Разве поступки Валенсо могли поразить ее? — подумала Лючия.
— Просто не ожидала увидеть их здесь.
— А вы умеете ездить верхом? — поинтересовался Бруно.
— Да. — Глаза девушки засветились от удовольствия. — Научилась в детстве. Какое-то магическое чувство, мне кажется, испытывает человек, находясь рядом с сильным животным. Лошади очень красивы, дарят непередаваемое ощущение скорости.
— Давайте покатаемся завтра верхом? — предложил он.
Лючия благодарно улыбнулась. Уже много месяцев она не ездила верхом, а граф, без сомнения, владел прекрасными скакунами.
— Спасибо.
— Вы предвкушаете удовольствие от верховой езды или от общения со мной?
— От прогулки, — не колеблясь, ответила девушка и услышала в ответ негромкий смех…
Лагерь оказался гораздо большим, нежели представлялся с воздуха. Девушка последовала за Валенсо в конец длинного здания, находившегося поодаль от охотничьего домика.
— Подождите здесь, — попросил Бруно, когда они подошли к просторному строению. — Соколы вас не знают и могут всполошиться.
Он отомкнул входную дверь и исчез, а когда через несколько минут вернулся, на его кожаной рукавице восседал синевато-серый сокол.

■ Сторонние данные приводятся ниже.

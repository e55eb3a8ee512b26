//! OpenAI-compatible chat completion client (OpenAI, DeepSeek)

use super::http::{build_client, error_from_response, ApiMetrics, MetricsSnapshot};
use super::retry::with_backoff;
use super::sse::data_events;
use super::{GenerateRequest, LlmProvider, TextStream};
use crate::config::{ResolvedProvider, RetryConfig};
use crate::error::{Result, ScoutError};
use async_trait::async_trait;
use futures::{future, Stream, StreamExt};
use serde::{Deserialize, Serialize};

/// Chat message for completion requests
#[derive(Debug, Clone, Serialize, Deserialize)]
pub struct ChatMessage {
    pub role: String,
    pub content: String,
}

impl ChatMessage {
    pub fn system(content: impl Into<String>) -> Self {
        Self {
            role: "system".to_string(),
            content: content.into(),
        }
    }

    pub fn user(content: impl Into<String>) -> Self {
        Self {
            role: "user".to_string(),
            content: content.into(),
        }
    }
}

#[derive(Serialize)]
struct ChatRequest<'a> {
    model: &'a str,
    messages: Vec<ChatMessage>,
    temperature: f32,
    #[serde(skip_serializing_if = "Option::is_none")]
    max_tokens: Option<u32>,
    #[serde(skip_serializing_if = "std::ops::Not::not")]
    stream: bool,
}

#[derive(Deserialize)]
struct ChatResponse {
    choices: Vec<ChatChoice>,
}

#[derive(Deserialize)]
struct ChatChoice {
    message: ChoiceMessage,
}

#[derive(Deserialize)]
struct ChoiceMessage {
    #[serde(default)]
    content: Option<String>,
}

#[derive(Deserialize)]
struct StreamChunk {
    #[serde(default)]
    choices: Vec<StreamChoice>,
    #[serde(default)]
    error: Option<StreamError>,
}

/// Error object sent in place of a delta once a stream has started
#[derive(Deserialize)]
struct StreamError {
    #[serde(default)]
    message: String,
    #[serde(default)]
    code: Option<serde_json::Value>,
    #[serde(rename = "type", default)]
    kind: Option<String>,
}

impl StreamError {
    fn into_error(self, provider: &str) -> ScoutError {
        let code = self
            .code
            .as_ref()
            .and_then(|c| c.as_str())
            .map(str::to_string);
        let quota = [code.as_deref(), self.kind.as_deref()]
            .into_iter()
            .flatten()
            .any(|c| matches!(c, "rate_limit_exceeded" | "insufficient_quota"));

        ScoutError::Provider {
            provider: provider.to_string(),
            // Without a known code the message is left to quota classification
            status: quota.then_some(429),
            message: match code {
                Some(code) => format!("{}: {}", code, self.message),
                None => self.message,
            },
        }
    }
}

#[derive(Deserialize)]
struct StreamChoice {
    #[serde(default)]
    delta: StreamDelta,
}

#[derive(Deserialize, Default)]
struct StreamDelta {
    #[serde(default)]
    content: Option<String>,
}

/// Client for any endpoint speaking the OpenAI chat completions protocol
pub struct OpenAiClient {
    http_client: reqwest::Client,
    provider: String,
    model: String,
    base_url: String,
    api_key: String,
    retry: RetryConfig,
    metrics: ApiMetrics,
}

impl OpenAiClient {
    /// Create new client from a resolved provider configuration
    pub fn new(resolved: &ResolvedProvider) -> Result<Self> {
        Ok(Self {
            http_client: build_client(resolved.timeout)?,
            provider: resolved.kind.to_string(),
            model: resolved.model.clone(),
            base_url: resolved.base_url.trim_end_matches('/').to_string(),
            api_key: resolved.api_key.clone(),
            retry: resolved.retry,
            metrics: ApiMetrics::default(),
        })
    }

    /// Get current API metrics
    pub fn metrics(&self) -> MetricsSnapshot {
        self.metrics.snapshot()
    }

    fn build_request<'a>(&'a self, request: &GenerateRequest, stream: bool) -> ChatRequest<'a> {
        ChatRequest {
            model: &self.model,
            messages: vec![
                ChatMessage::system(request.system_prompt.clone()),
                ChatMessage::user(request.user_message.clone()),
            ],
            temperature: request.temperature,
            max_tokens: request.max_tokens,
            stream,
        }
    }

    async fn send(&self, body: &ChatRequest<'_>) -> Result<reqwest::Response> {
        let url = format!("{}/v1/chat/completions", self.base_url);
        let response = self
            .http_client
            .post(&url)
            .header("Authorization", format!("Bearer {}", self.api_key))
            .json(body)
            .send()
            .await?;

        if !response.status().is_success() {
            return Err(error_from_response(&self.provider, response).await);
        }
        Ok(response)
    }

    async fn chat_once(&self, request: &GenerateRequest) -> Result<String> {
        let body = self.build_request(request, false);
        let response = self.send(&body).await?;
        let chat: ChatResponse = response.json().await?;

        let content = chat
            .choices
            .into_iter()
            .next()
            .ok_or_else(|| ScoutError::Llm(format!("No response from {}", self.provider)))?
            .message
            .content;

        Ok(content.unwrap_or_default())
    }
}

fn parse_delta(provider: &str, payload: &str) -> Result<Option<String>> {
    let chunk: StreamChunk = serde_json::from_str(payload)?;
    if let Some(error) = chunk.error {
        return Err(error.into_error(provider));
    }
    Ok(chunk
        .choices
        .into_iter()
        .next()
        .and_then(|choice| choice.delta.content)
        .filter(|text| !text.is_empty()))
}

/// Turn `data:` payloads into text fragments, surfacing in-band errors
fn deltas<S>(provider: String, payloads: S) -> TextStream
where
    S: Stream<Item = Result<String>> + Send + 'static,
{
    payloads
        .filter_map(move |payload| {
            future::ready(match payload {
                Ok(payload) => parse_delta(&provider, &payload).transpose(),
                Err(e) => Some(Err(e)),
            })
        })
        .boxed()
}

#[async_trait]
impl LlmProvider for OpenAiClient {
    async fn generate(&self, request: &GenerateRequest) -> Result<String> {
        let started = self.metrics.start();
        let result = with_backoff(&self.provider, &self.retry, || self.chat_once(request)).await;
        self.metrics.finish(started, &result);

        if let Err(ref e) = result {
            tracing::error!("{} API call failed: {}", self.provider, e);
        }
        result
    }

    async fn stream_generate(&self, request: &GenerateRequest) -> Result<TextStream> {
        let started = self.metrics.start();
        let body = self.build_request(request, true);
        let result = with_backoff(&self.provider, &self.retry, || self.send(&body)).await;
        self.metrics.finish(started, &result);

        let response = result?;
        Ok(deltas(
            self.provider.clone(),
            data_events(self.provider.clone(), response),
        ))
    }

    fn name(&self) -> &str {
        &self.provider
    }
}

#[cfg(test)]
mod tests {
    use super::*;
    use crate::config::RateLimitConfig;
    use crate::llm::{FallbackChain, ProviderKind};
    use std::sync::Arc;
    use std::time::Duration;

    fn resolved(kind: ProviderKind) -> ResolvedProvider {
        ResolvedProvider {
            kind,
            api_key: "sk-test".to_string(),
            model: kind.default_model().to_string(),
            base_url: format!("{}/", kind.default_base_url()),
            rate_limit: RateLimitConfig::default(),
            timeout: Duration::from_secs(5),
            retry: RetryConfig::default(),
        }
    }

    #[test]
    fn test_request_body_shape() {
        let client = OpenAiClient::new(&resolved(ProviderKind::DeepSeek)).unwrap();
        let request = GenerateRequest::new("be brief", "hello").with_max_tokens(64);

        let body = serde_json::to_value(client.build_request(&request, false)).unwrap();
        assert_eq!(body["model"], "deepseek-chat");
        assert_eq!(body["messages"][0]["role"], "system");
        assert_eq!(body["messages"][1]["content"], "hello");
        assert_eq!(body["max_tokens"], 64);
        assert!(body.get("stream").is_none());

        let streaming = serde_json::to_value(client.build_request(&request, true)).unwrap();
        assert_eq!(streaming["stream"], true);
    }

    #[test]
    fn test_base_url_is_normalized() {
        let client = OpenAiClient::new(&resolved(ProviderKind::OpenAi)).unwrap();
        assert_eq!(client.base_url, "https://api.openai.com");
        assert_eq!(client.name(), "openai");
    }

    #[test]
    fn test_parse_delta() {
        let payload = r#"{"choices":[{"delta":{"content":"Hel"}}]}"#;
        assert_eq!(parse_delta("openai", payload).unwrap(), Some("Hel".to_string()));

        let role_only = r#"{"choices":[{"delta":{"role":"assistant"}}]}"#;
        assert_eq!(parse_delta("openai", role_only).unwrap(), None);

        assert!(parse_delta("openai", "not json").is_err());
    }

    #[test]
    fn test_in_band_errors_are_typed() {
        let rate_limited = r#"{"error":{"message":"Rate limit reached for requests","code":"rate_limit_exceeded"}}"#;
        let err = parse_delta("openai", rate_limited).unwrap_err();
        assert!(matches!(
            err,
            ScoutError::Provider {
                status: Some(429),
                ..
            }
        ));
        assert!(err.is_quota_class());

        let billing = r#"{"error":{"message":"Insufficient Balance","code":null}}"#;
        let err = parse_delta("deepseek", billing).unwrap_err();
        assert!(matches!(err, ScoutError::Provider { status: None, .. }));
        assert!(err.is_quota_class());

        let invalid = r#"{"error":{"message":"bad prompt","type":"invalid_request_error","code":400}}"#;
        assert!(!parse_delta("openai", invalid).unwrap_err().is_quota_class());
    }

    /// Streams a fixed list of raw SSE payloads through the delta decoder
    struct ScriptedStream {
        name: &'static str,
        payloads: Vec<&'static str>,
    }

    #[async_trait]
    impl LlmProvider for ScriptedStream {
        async fn generate(&self, _request: &GenerateRequest) -> Result<String> {
            Err(ScoutError::Llm("streaming only".to_string()))
        }

        async fn stream_generate(&self, _request: &GenerateRequest) -> Result<TextStream> {
            let payloads: Vec<Result<String>> =
                self.payloads.iter().map(|p| Ok(p.to_string())).collect();
            Ok(deltas(self.name.to_string(), futures::stream::iter(payloads)))
        }

        fn name(&self) -> &str {
            self.name
        }
    }

    #[tokio::test]
    async fn test_in_band_rate_limit_moves_stream_to_fallback() {
        let primary: Arc<dyn LlmProvider> = Arc::new(ScriptedStream {
            name: "openai",
            payloads: vec![
                r#"{"choices":[{"delta":{"content":"partial"}}]}"#,
                r#"{"error":{"message":"Rate limit reached for requests","code":"rate_limit_exceeded"}}"#,
            ],
        });
        let fallback: Arc<dyn LlmProvider> = Arc::new(ScriptedStream {
            name: "deepseek",
            payloads: vec![
                r#"{"choices":[{"delta":{"content":"full "}}]}"#,
                r#"{"choices":[{"delta":{"content":"answer"}}]}"#,
            ],
        });
        let chain = FallbackChain::new(vec![
            (primary, RateLimitConfig::default()),
            (fallback, RateLimitConfig::default()),
        ])
        .unwrap();

        let completion = chain
            .generate_stream_detailed(&GenerateRequest::new("sys", "hi"), None)
            .await
            .unwrap();
        assert_eq!(completion.text, "full answer");
        assert_eq!(completion.served_by.as_deref(), Some("deepseek"));
        assert!(!completion.degraded);
    }
}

— Это один из моих самых ценных питомцев, — сообщил Бруно. — Очень редкая птица, с прекрасными данными. Когда сокол пикирует на добычу, его скорость достигает двухсот девяноста километров в час.
— Наверное, это очень увлекательный спорт? — спросила Лючия.
— Соколиная охота восходит к третьему тысячелетию до новой эры. Начало ей положили персы. Дрессировка хищников — это искусство, требующее умения, времени и бесконечного терпения. Сначала их необходимо приучить к присутствию людей, затем они должны привыкнуть к капюшону, который надевают им на голову, когда вывозят в поле. Капюшон снимают лишь в том случае, если обнаружится дичь. Тогда сокола выпускают, чтобы он преследовал добычу. И, наконец, хищника приучают к хозяину различными поощрениями, чтобы он вдруг не улетел с дичью. Лючия внимательно посмотрела на Бруно.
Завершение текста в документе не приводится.